For Steelman, and players Michon Sobers, Trip Chauret and Emon Smith, taking one for the team is not a new concept. All grew up in military families and service ingrained in them from the start.
Both of freshman Michon Sobers’ parents are Army. He was born at Ft. Hood in Texas; his mother is Pentagon-based Lt. Col. Toy Sobers and his dad, Ret. Lt. Col. Art Sobers, former air defender and West Point grad.
Trip Chauret, recently returned from Guam where he spent his high school years, is the son of Lt. Col. Keith Chauret II, Air Force special-ops pilot. A freshman defensive back, Trip is a biology major at JU interested in a possible career in orthopedic surgery and already a Certified Nursing Assistant. Trip is quick to say that adaptability, commitment and hard work are values held dear in his family, something he hopes to transfer into team life at JU.
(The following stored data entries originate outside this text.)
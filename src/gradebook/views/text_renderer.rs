//! # Text Renderer
//!
//! Plain-text rendering of a [`UiState`] snapshot. The renderer is a pure
//! function of the snapshot; it never talks to the controller.

use super::labels::{selection_label, Labeled};
use crate::gradebook::models::{AverageResponse, UiState};
use anyhow::Result;
use std::io::Write;

/// Trait for rendering UI state snapshots
pub trait ViewRenderer {
    /// Render the whole snapshot
    fn render_full(&mut self, state: &UiState) -> Result<()>;

    /// Render a transient error message
    fn render_error(&mut self, message: &str) -> Result<()>;

    /// Render an on-demand subject average
    fn render_average(&mut self, average: &AverageResponse) -> Result<()>;

    /// Render free text such as help output
    fn render_message(&mut self, message: &str) -> Result<()>;
}

/// Renderer writing plain text lines to any writer.
pub struct TextRenderer<W: Write> {
    out: W,
}

impl<W: Write> TextRenderer<W> {
    pub fn new(out: W) -> Self {
        Self { out }
    }

    pub fn into_inner(self) -> W {
        self.out
    }

    fn render_list<T: Labeled>(&mut self, title: &str, items: &[T]) -> Result<()> {
        writeln!(self.out, "{title} ({})", items.len())?;
        for item in items {
            writeln!(self.out, "  #{} {}", item.item_id(), item.label())?;
        }
        Ok(())
    }
}

impl<W: Write> ViewRenderer for TextRenderer<W> {
    fn render_full(&mut self, state: &UiState) -> Result<()> {
        self.render_list("Students", &state.students)?;
        self.render_list("Subjects", &state.subjects)?;

        writeln!(
            self.out,
            "Grades [student: {}, subject: {}] ({})",
            filter_label(&state.students, state.student_filter),
            filter_label(&state.subjects, state.subject_filter),
            state.grades.len()
        )?;
        for grade in &state.grades {
            writeln!(
                self.out,
                "  #{} {} / {}: {}",
                grade.id,
                state.student_label(grade),
                state.subject_label(grade),
                grade.score
            )?;
        }

        if state.add_grade_form_visible {
            writeln!(
                self.out,
                "New grade: student={}, subject={}, score=\"{}\"",
                selection_label(&state.students, state.add_grade_student),
                selection_label(&state.subjects, state.add_grade_subject),
                state.add_grade_score
            )?;
        }

        if state.is_loading() {
            writeln!(self.out, "Loading...")?;
        }

        self.out.flush()?;
        Ok(())
    }

    fn render_error(&mut self, message: &str) -> Result<()> {
        writeln!(self.out, "! {message}")?;
        self.out.flush()?;
        Ok(())
    }

    fn render_average(&mut self, average: &AverageResponse) -> Result<()> {
        match average.average {
            Some(value) => writeln!(
                self.out,
                "Average for {}: {value:.2} ({} grades)",
                average.subject_name, average.count
            )?,
            None => writeln!(
                self.out,
                "Average for {}: no grades yet",
                average.subject_name
            )?,
        }
        self.out.flush()?;
        Ok(())
    }

    fn render_message(&mut self, message: &str) -> Result<()> {
        writeln!(self.out, "{message}")?;
        self.out.flush()?;
        Ok(())
    }
}

fn filter_label<T: Labeled>(items: &[T], filter: Option<i64>) -> String {
    match filter {
        None => "all".to_string(),
        some => selection_label(items, some),
    }
}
Junior Emon Smith is already a member of JU’s Naval ROTC and studying aviation. His father, retired Navy pilot Evin Smith, died of Lou Gehrig’s Disease when Emon was only 7, but that passion for aviation lives on in both Emon and his older brother who is currently stationed here in Jacksonville. Emon knows his way around a carrier, cruiser, destroyer and submarine, as well as the football field.
Steelman’s uncle, Tom, served in the U.S. Army during the Gulf War as a non-commissioned officer, a position Steelman says is the “backbone of the Army.” But the Steelman legacy of service and leadership doesn’t stop there. His great-uncle, Peter Roberts, served as U.S. Counselor General to Venezuela during the Nixon administration and as an interpreter at the Nuremberg Trials during World War II.
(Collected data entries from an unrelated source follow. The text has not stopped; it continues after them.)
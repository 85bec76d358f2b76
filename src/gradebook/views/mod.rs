//! # Views Module
//!
//! Rendering of UI state snapshots for the terminal front end.

pub mod labels;
pub mod text_renderer;

pub use labels::{selection_label, Labeled};
pub use text_renderer::{TextRenderer, ViewRenderer};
“It’s an honor to serve this great nation,” Steelman says, still a Reservist. “And I have the utmost respect for those who willingly sign up to do so.”
Out of about 4,000 JU students, a quarter of them are student-athletes, the highest percentage for any Division 1 university in the nation. President Cost leveled with players from the very beginning and offered a statement that sums up the 2016 Camp Blanding experience: “You can set, and will set, the culture of the University.”